Quando poco più di dieci anni fa ho iniziato a seguire il biathlon, il mio approccio nei confronti di questo sport è stato di semplice curiosità.
Seguivo sci alpino e sci di fondo, discipline che hanno fatto la storia degli sport invernali in Italia. 
Il biathlon viaggiava e viaggia in parte tuttora tra l'ignoranza di alcuni e lo scetticismo di molti, me compreso. Poi cominci a vedere la fatica enorme che compiono questi atleti, mentale prima ancora che fisica, e allora quella curiosità si trasforma in interesse, lo scetticismo gradualmente diventa sana ed irrefrenabile passione.

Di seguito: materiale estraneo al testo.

//! Response types for HTTP handlers.

mod accounts;
mod authentications;
mod errors;
mod monitors;
mod posts;

pub use accounts::*;
pub use authentications::*;
pub use errors::*;
pub use monitors::*;
pub use posts::*;
//! In-memory store for tests.

use std::sync::RwLock;
use std::sync::atomic::{AtomicBool, Ordering};

use async_trait::async_trait;
use jiff::Timestamp;
use scribe_postgres::model::{Account, NewAccount, NewPost, Post, UpdatePost};
use scribe_postgres::query::Pagination;
use uuid::Uuid;

use super::{AccountStore, PostStore};
use crate::{Error, Result};

/// Store backed by vectors, enforcing the same uniqueness rules as the schema.
#[derive(Debug, Default)]
pub(crate) struct MemoryStore {
    accounts: RwLock<Vec<Account>>,
    posts: RwLock<Vec<Post>>,
    fail_lookups: AtomicBool,
}

impl MemoryStore {
    pub fn new() -> Self {
        Self::default()
    }

    /// Makes every subsequent email lookup fail with a persistence error.
    pub fn fail_lookups(&self) {
        self.fail_lookups.store(true, Ordering::SeqCst);
    }

    fn now() -> jiff_diesel::Timestamp {
        jiff_diesel::Timestamp::from(Timestamp::now())
    }
}

#[async_trait]
impl AccountStore for MemoryStore {
    async fn create_account(&self, new_account: NewAccount) -> Result<Account> {
        let mut accounts = self.accounts.write().expect("accounts lock poisoned");

        if accounts.iter().any(|a| a.username == new_account.username) {
            return Err(Error::duplicate_account(
                "unique constraint violated: accounts_username_unique_idx",
            ));
        }
        if accounts
            .iter()
            .any(|a| a.email_address == new_account.email_address)
        {
            return Err(Error::duplicate_account(
                "unique constraint violated: accounts_email_address_unique_idx",
            ));
        }

        let account = Account {
            id: new_account.id,
            username: new_account.username,
            email_address: new_account.email_address,
            password_hash: new_account.password_hash,
            created_at: Self::now(),
            updated_at: Self::now(),
            deleted_at: None,
        };

        accounts.push(account.clone());
        Ok(account)
    }

    async fn find_account_by_email(&self, email: &str) -> Result<Option<Account>> {
        if self.fail_lookups.load(Ordering::SeqCst) {
            return Err(Error::persistence("connection refused"));
        }

        let email = email.trim().to_lowercase();
        let accounts = self.accounts.read().expect("accounts lock poisoned");
        Ok(accounts
            .iter()
            .find(|a| a.email_address == email && a.deleted_at.is_none())
            .cloned())
    }

    async fn list_accounts(&self, pagination: Pagination) -> Result<Vec<Account>> {
        let accounts = self.accounts.read().expect("accounts lock poisoned");
        Ok(accounts
            .iter()
            .rev()
            .filter(|a| a.deleted_at.is_none())
            .skip(pagination.skip())
            .take(pagination.take())
            .cloned()
            .collect())
    }

    async fn count_accounts(&self) -> Result<i64> {
        let accounts = self.accounts.read().expect("accounts lock poisoned");
        let count = accounts.iter().filter(|a| a.deleted_at.is_none()).count();
        Ok(count as i64)
    }

    async fn purge_accounts(&self) -> Result<usize> {
        let mut accounts = self.accounts.write().expect("accounts lock poisoned");
        let purged = accounts.len();
        accounts.clear();
        Ok(purged)
    }
}

#[async_trait]
impl PostStore for MemoryStore {
    async fn create_post(&self, new_post: NewPost) -> Result<Post> {
        let post = Post {
            id: new_post.id,
            title: new_post.title,
            content: new_post.content,
            created_at: Self::now(),
            updated_at: Self::now(),
            deleted_at: None,
        };

        self.posts
            .write()
            .expect("posts lock poisoned")
            .push(post.clone());
        Ok(post)
    }

    async fn find_post(&self, post_id: Uuid) -> Result<Option<Post>> {
        let posts = self.posts.read().expect("posts lock poisoned");
        Ok(posts
            .iter()
            .find(|p| p.id == post_id && p.deleted_at.is_none())
            .cloned())
    }

    async fn list_posts(&self, pagination: Pagination) -> Result<Vec<Post>> {
        let posts = self.posts.read().expect("posts lock poisoned");
        Ok(posts
            .iter()
            .rev()
            .filter(|p| p.deleted_at.is_none())
            .skip(pagination.skip())
            .take(pagination.take())
            .cloned()
            .collect())
    }

    async fn update_post(&self, post_id: Uuid, changes: UpdatePost) -> Result<Option<Post>> {
        let mut posts = self.posts.write().expect("posts lock poisoned");
        let Some(post) = posts
            .iter_mut()
            .find(|p| p.id == post_id && p.deleted_at.is_none())
        else {
            return Ok(None);
        };

        if let Some(title) = changes.title {
            post.title = title;
        }
        if let Some(content) = changes.content {
            post.content = content;
        }
        post.updated_at = Self::now();

        Ok(Some(post.clone()))
    }

    async fn delete_post(&self, post_id: Uuid) -> Result<Option<Post>> {
        let mut posts = self.posts.write().expect("posts lock poisoned");
        let Some(post) = posts
            .iter_mut()
            .find(|p| p.id == post_id && p.deleted_at.is_none())
        else {
            return Ok(None);
        };

        post.deleted_at = Some(Self::now());
        Ok(Some(post.clone()))
    }
}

La parabola ascendente che ha compiuto il biathlon nel mio piccolo universo sportivo è stata paradossalmente la medesima su scala mondiale. 
Ha lentamente scalato posizioni e battuto record di ascolti in tutta Europa: in Germania e Russia il biathlon è un vero e proprio sport nazionale, in Francia, complici anche i successi passati di Poiree e presenti di Fourcade, sta vivendo dei fasti assoluti e in Norvegia il gap con lo sci di fondo non è poi così ampio. 
L'Italia, da buon paese calciocentrico, vive questo processo da più lontano, ma non è per nulla indifferente.
L'attenzione verso il biathlon cresce anno dopo anno, lo dimostrano i dati dei gruppi dedicati sui social network o quelli di Eurosport, unica emittente che trasmette il biathlon nel nostro paese.

Una passione crescente culminata con i mondiali di Kontiolahti. Una rassegna storica per l'Italia, soprattutto nel settore femminile. 
Le nostre atlete dopo una stagione da protagoniste assolute in Coppa del Mondo sono riuscite a piazzare una doppia zampata anche nella rassegna iridata.
Due medaglie di bronzo, la prima ottenuta nella staffetta femminile. Vittozzi, Oberhofer, Gontier e Wierer, già seconde in quel di Oslo-Holmenkollen, hanno tirato fuori una gara solida, senza picchi straordinari. Hanno fatto semplicemente il loro e per questo è arrivata la medaglia, a testimonianza della maturità raggiunta dalla compagine azzurra. 
E ci sarà da divertirsi in futuro, visto che la più "anziana" delle quattro è Karin Oberhofer (29 anni). Wierer, Gontier e Vittozzi hanno ancora enormi margini di crescita. Quest'ultima è stata capace di vincere una medaglia mondiale ad appena vent'anni e ha tutte le qualità per emergere con prepotenza nel futuro immediato. Una menzione d'onore la merita anche Federica Sanfilippo, undicesima nell'individuale e assolutamente all'altezza delle altre quattro. 
La seconda e forse più inaspettata medaglia arriva l'ultimo giorno di gara ed è targata Karin Oberhofer. L'impresa dell'atleta trentina rimarrà nella storia come una delle prestazioni più emozionanti per il biathlon azzurro. 
Riuscire a sconfiggere nel corso dell'ultimo giro una campionessa assoluta come Darya Domracheva è una gemma da incorniciare e tramandare ai posteri, così come è da ammirare la parabola di questa atleta, straordinaria per dedizione e spirito di sacrificio. Un duro lavoro sugli sci e al poligono, che l'ha portata nelle prime dieci della classifica di Coppa del Mondo e più volte sul podio in questa stagione. 

E pensare che le medaglie sarebbero potute essere tre, se quei quattro decimi non avessero relegato Dorothea Wierer ad un amaro quarto posto nella 15 km. È lei l'atleta tipo del biathlon moderno: potente sugli sci e soprattutto rapida e precisa al poligono. 
Dorothea Wierer è il presente ed il futuro del biathlon azzurro, di questo ne siamo certi: la medaglia individuale non faticherà ad arrivare. 
Per adesso godiamoci il bottino raggiunto in questi mondiali, nella speranza che anche il settore maschile possa crescere ulteriormente. 
Dopo più di dieci anni di convivenza e dopo un mondiale tinto d'azzurro, mi sento di dichiarare che è impossibile non amare uno sport così complesso ed imprevedibile. Basta solo dargli tempo e trasformerà la curiosità e lo scetticismo in passione consumata.